I'll respond to number 1 and 3.  (Regarding item 5, I don't see how Section
3.4 is involved is connected to shrinkage.) Frank Woeste

At 01:55 PM 8/13/96 -0700, you wrote:
>Thank you for your reply to some of my questions.  I also received the WTCA
>1-1995 from you and your commentary and have some further comments and
>1.      What if there isn't a building designer or engineer for a project;
>only the contractor is involved, such as for conventional light-frame 
>construction?  Who now is responsible for the web bracing?

According to WTCA 1-1995, the "Building Designer is the individual or
organization having responsibity for the overall building or structure
design....."   In the case you cite, the Contractor is also the "Building
>2.      There appears to be no provisions for any submittals to a building
>department.  Many building departments accept the truss data after the fact -
>not a good idea, but real world.  
>3.      How high of a temperature would affect the long term strength of a

According to recent research at the U. S. Forest Products Lab on clear pine,
continuous exposure at 150F (24 hours per day) will cause the wood to lose
strength.  They are now completing their 4th year of temperature exposure at
150F.  Dr.

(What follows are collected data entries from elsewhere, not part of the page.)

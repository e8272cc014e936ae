use std::process::Command;
use std::env;

fn main() {
    // Set build-time environment variables
    set_build_info();

    println!("cargo:rerun-if-changed=build.rs");
    println!("cargo:rerun-if-changed=Cargo.toml");
}

fn set_build_info() {
    let build_time = chrono::Utc::now().format("%Y-%m-%d %H:%M:%S UTC");
    println!("cargo:rustc-env=BUILD_TIME={}", build_time);

    // Get git commit hash if available
    if let Ok(output) = Command::new("git")
        .args(["rev-parse", "--short", "HEAD"])
        .output()
    {
        if output.status.success() {
            let commit = String::from_utf8_lossy(&output.stdout).trim().to_string();
            println!("cargo:rustc-env=GIT_COMMIT={}", commit);
        }
    }

    let target = env::var("TARGET").unwrap_or_else(|_| "unknown".to_string());
    println!("cargo:rustc-env=TARGET_TRIPLE={}", target);
}
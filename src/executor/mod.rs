//! Bounded-concurrency dispatch of probes
//!
//! A feeder task pushes host names into a bounded request channel that is
//! shared by a fixed pool of `min(width, hosts)` workers. Each worker runs
//! one probe at a time, so the pool size is the cap on live ping processes.
//! Results flow back through a second channel that the caller drains until
//! every worker has dropped its sender; a worker that dies early therefore
//! cannot make the collector wait forever.
//!
//! Outside of cancellation every host yields exactly one [`ProbeResult`]:
//! failures become sentinel rows, and hosts lost with a crashed worker are
//! filled in after the pool drains.

use crate::{
    error::{AppError, Result},
    logging::ProbeLogger,
    models::{Config, FailureKind, HostStat, ProbeResult},
    probe::{parse_output, ProbeRunner},
};
use std::{
    collections::HashMap,
    sync::Arc,
    time::{Duration, Instant},
};
use tokio::{
    sync::{mpsc, Mutex},
    task::JoinSet,
};
use tokio_util::sync::CancellationToken;

/// Parameters of one dispatch run
#[derive(Debug, Clone, PartialEq)]
pub struct ExecutionConfig {
    /// Maximum number of probes in flight
    pub width: usize,
    /// Echo requests per host
    pub probe_count: u32,
    /// Latency recorded for failed hosts
    pub sentinel_ms: f64,
}

impl Default for ExecutionConfig {
    fn default() -> Self {
        Self {
            width: crate::defaults::DEFAULT_CONCURRENCY,
            probe_count: crate::defaults::DEFAULT_PROBE_COUNT,
            sentinel_ms: crate::defaults::SENTINEL_MS,
        }
    }
}

impl From<&Config> for ExecutionConfig {
    fn from(config: &Config) -> Self {
        Self {
            width: config.concurrency,
            probe_count: config.probe_count,
            sentinel_ms: config.sentinel_ms,
        }
    }
}

/// Everything the dispatcher collected, in completion order
#[derive(Debug, Clone)]
pub struct DispatchReport {
    pub results: Vec<ProbeResult>,
    /// Number of workers that were started
    pub workers: usize,
    /// True when the run was interrupted; `results` may then be short
    pub cancelled: bool,
    pub elapsed: Duration,
    sentinel_ms: f64,
}

impl DispatchReport {
    /// Per-host statistics, failures mapped to the sentinel
    pub fn stats(&self) -> Vec<HostStat> {
        self.results.iter().map(|r| r.to_stat(self.sentinel_ms)).collect()
    }

    pub fn success_count(&self) -> usize {
        self.results.iter().filter(|r| r.is_success()).count()
    }

    pub fn failed_count(&self) -> usize {
        self.results.len() - self.success_count()
    }

    pub fn len(&self) -> usize {
        self.results.len()
    }

    pub fn is_empty(&self) -> bool {
        self.results.is_empty()
    }
}

/// Runs a [`ProbeRunner`] over a host list with bounded parallelism
pub struct DispatchEngine<R: ProbeRunner + ?Sized> {
    runner: Arc<R>,
    config: ExecutionConfig,
    logger: ProbeLogger,
}

impl<R: ProbeRunner + ?Sized + 'static> DispatchEngine<R> {
    pub fn new(runner: Arc<R>, config: ExecutionConfig, logger: ProbeLogger) -> Self {
        Self { runner, config, logger }
    }

    pub fn config(&self) -> &ExecutionConfig {
        &self.config
    }

    /// Workers started for `hosts` entries; never more than there is work
    pub fn pool_size(&self, hosts: usize) -> usize {
        self.config.width.min(hosts)
    }

    /// Probe every host and collect one result per host.
    ///
    /// When `cancel` fires, no further hosts are handed out, in-flight
    /// probes are dropped (killing their processes) and the results that
    /// had already completed are returned.
    pub async fn dispatch(&self, hosts: &[String], cancel: CancellationToken) -> Result<DispatchReport> {
        if self.config.width == 0 {
            return Err(AppError::validation("Pool width must be at least 1"));
        }
        if self.config.probe_count == 0 {
            return Err(AppError::validation("Probe count must be at least 1"));
        }

        let started = Instant::now();
        let workers = self.pool_size(hosts.len());
        if workers == 0 {
            return Ok(self.report(Vec::new(), 0, cancel.is_cancelled(), started));
        }

        let (request_tx, request_rx) = mpsc::channel::<String>(workers);
        let (result_tx, mut result_rx) = mpsc::channel::<ProbeResult>(workers);
        let requests = Arc::new(Mutex::new(request_rx));

        let mut tasks = JoinSet::new();

        let feed = hosts.to_vec();
        let feeder_cancel = cancel.clone();
        tasks.spawn(async move {
            for host in feed {
                tokio::select! {
                    biased;
                    _ = feeder_cancel.cancelled() => break,
                    sent = request_tx.send(host) => {
                        // Every worker is gone
                        if sent.is_err() {
                            break;
                        }
                    }
                }
            }
        });

        for id in 0..workers {
            let worker = Worker {
                id,
                runner: Arc::clone(&self.runner),
                requests: Arc::clone(&requests),
                results: result_tx.clone(),
                cancel: cancel.clone(),
                probe_count: self.config.probe_count,
                logger: self.logger.clone(),
            };
            tasks.spawn(worker.run());
        }
        drop(result_tx);
        drop(requests);

        let mut results = Vec::with_capacity(hosts.len());
        while let Some(result) = result_rx.recv().await {
            results.push(result);
        }

        while let Some(joined) = tasks.join_next().await {
            if let Err(e) = joined {
                let error = AppError::from(e);
                self.logger.logger().error("Dispatch task stopped abnormally")
                    .error_info(&error)
                    .field("reason", error.to_string())
                    .log();
            }
        }

        let cancelled = cancel.is_cancelled();
        if !cancelled && results.len() < hosts.len() {
            for host in unreported(hosts, &results) {
                self.logger.probe_failed(&host, "worker stopped before reporting");
                results.push(ProbeResult::failed(host, FailureKind::Lost, "worker stopped before reporting"));
            }
        }

        let report = self.report(results, workers, cancelled, started);
        self.logger.dispatch_summary(
            hosts.len(),
            workers,
            report.failed_count(),
            report.cancelled,
            report.elapsed.as_secs_f64() * 1000.0,
        );

        Ok(report)
    }

    fn report(&self, results: Vec<ProbeResult>, workers: usize, cancelled: bool, started: Instant) -> DispatchReport {
        DispatchReport {
            results,
            workers,
            cancelled,
            elapsed: started.elapsed(),
            sentinel_ms: self.config.sentinel_ms,
        }
    }
}

/// Hosts (with multiplicity) that have no result yet
fn unreported(hosts: &[String], results: &[ProbeResult]) -> Vec<String> {
    let mut reported: HashMap<&str, usize> = HashMap::new();
    for result in results {
        *reported.entry(result.host.as_str()).or_default() += 1;
    }

    hosts
        .iter()
        .filter(|host| match reported.get_mut(host.as_str()) {
            Some(n) if *n > 0 => {
                *n -= 1;
                false
            }
            _ => true,
        })
        .cloned()
        .collect()
}

struct Worker<R: ProbeRunner + ?Sized> {
    id: usize,
    runner: Arc<R>,
    requests: Arc<Mutex<mpsc::Receiver<String>>>,
    results: mpsc::Sender<ProbeResult>,
    cancel: CancellationToken,
    probe_count: u32,
    logger: ProbeLogger,
}

impl<R: ProbeRunner + ?Sized> Worker<R> {
    async fn run(self) {
        loop {
            let host = tokio::select! {
                biased;
                _ = self.cancel.cancelled() => return,
                next = next_request(&self.requests) => match next {
                    Some(host) => host,
                    None => return,
                },
            };

            self.logger.probe_started(self.id, &host);

            // Losing this race drops the probe future and kills the child
            let output = tokio::select! {
                biased;
                _ = self.cancel.cancelled() => return,
                output = self.runner.run(&host, self.probe_count) => output,
            };

            let result = self.interpret(host, output);
            if self.results.send(result).await.is_err() {
                return;
            }
        }
    }

    fn interpret(&self, host: String, output: Result<String>) -> ProbeResult {
        let text = match output {
            Ok(text) => text,
            Err(error) => {
                let kind = match error {
                    AppError::Timeout(_) => FailureKind::Timeout,
                    _ => FailureKind::Invocation,
                };
                self.logger.probe_failed(&host, &error.to_string());
                return ProbeResult::failed(host, kind, error.to_string());
            }
        };

        match parse_output(&text, self.runner.format()) {
            Ok(parsed) => {
                let stat = HostStat::measured(host, parsed);
                self.logger.probe_finished(self.id, &stat);
                ProbeResult::measured(stat)
            }
            Err(failure) => {
                self.logger.probe_failed(&host, &failure.to_string());
                ProbeResult::failed(host, FailureKind::Unparsed, failure.to_string())
            }
        }
    }
}

async fn next_request(requests: &Mutex<mpsc::Receiver<String>>) -> Option<String> {
    requests.lock().await.recv().await
}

Dave Green is the lead researcher.  His telphone number is
The standard answer on this subject is given by the ANSI/NFPA NDS-1991
National Design Specification for Wood Construction, Table 2.3.4.  It gives
reduction factors for sustained temperature exposure between 100 and 150F.
The word "sustained" is important in using this table.
>4.      What effect would be from the moisture content going from a kiln-dried 
>material of 15% to less than 6%?   Would this be a similar situation to use
>a 20% reduction of the allowable plate value when plates are installed at a
>19%, per 
>4.2 of TPI-85?
>5.      We have found with the lowering of the moisture content, there is a
>corresponding reduction of the cross sectional area and therefore the member
>no longer size no longer conforms to Section 3.4.  Any comments?  
>Neil Moore, S.E.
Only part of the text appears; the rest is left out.